Measurements were performed using a generalized form of the DQC1 procedure, requiring two separate circuits to measure expectation values. Each circuit was run thousands of times to generate sufficient statistical data, and the resulting expectation values were used to determine the Uhlmann phase. This enabled researchers to demonstrate finite-temperature topological phenomena on current quantum hardware.

Temperature Stabilizes Quantum Topological Order

Researchers have demonstrated the observation of a unique topological state in a spin-1 quantum system, revealing a surprising interplay between temperature and quantum properties. Unlike conventional understanding, temperature typically destroys topological order, this work shows a finite-temperature regime where topological characteristics are maintained, sandwiched between topologically trivial states. The team achieved this breakthrough by simulating the quantum system using a circuit on IBM’s quantum computers, focusing on the Uhlmann phase as a key indicator of topological order. The Uhlmann phase acts as a fingerprint of the system’s topological properties, and its quantized values provide inherent resilience against errors, making it suitable for investigation on noisy intermediate-scale quantum (NISQ) computers.

By carefully controlling the quantum system and its environment, researchers were able to observe distinct jumps in the Uhlmann phase, confirming the existence of the finite-temperature topological regime. A significant challenge lay in the limitations of current quantum hardware, as the complexity of the initial circuit exceeded the capabilities of the available quantum processors. Through substantial optimization using software tools, the team dramatically reduced the required computational resources, enabling the clear observation of the topological transitions. The results demonstrate that the Uhlmann phase can be accurately measured using a relatively simple extension of a technique called deterministic quantum computation with one qubit (DQC1), which extracts information about a quantum state using a single additional qubit. This offers a promising pathway for probing subtle quantum phenomena on NISQ devices and could be extended to more complex systems.

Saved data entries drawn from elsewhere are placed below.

//! Writeback Cache - An in-process cache in front of a slower backing store
//!
//! Combines LRU and sliding TTL eviction with read-through on miss and
//! asynchronously dispatched write-through or write-back.

pub mod cache;
pub mod config;
pub mod error;
pub mod tasks;

pub use cache::{Cache, CacheStats};
pub use config::{Backpressure, CacheConfig, WriteMode};
pub use error::{CacheError, Result};
pub use tasks::spawn_eviction_task;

Quantized Uhlmann Phase Observed in Spin System

This research demonstrates the existence of an intermediate-temperature topological regime for a spin-1 system, characterized by a quantized Uhlmann phase. This discovery challenges conventional understanding that topological order is destroyed by temperature, revealing a stable regime between topologically trivial states at low and high temperatures. Researchers achieved this by simulating the spin-1 system on quantum hardware and carefully measuring the Uhlmann phase, a geometric phase that serves as a robust indicator of topological order. The team employed advanced circuit optimization techniques to overcome the limitations of current quantum processors and achieve clear, measurable signals. The ability to accurately measure the Uhlmann phase using a relatively simple extension of the DQC1 technique offers a promising pathway for probing subtle quantum phenomena on NISQ devices. This approach could be extended to more complex systems, potentially offering a new tool for characterizing and understanding quantum materials.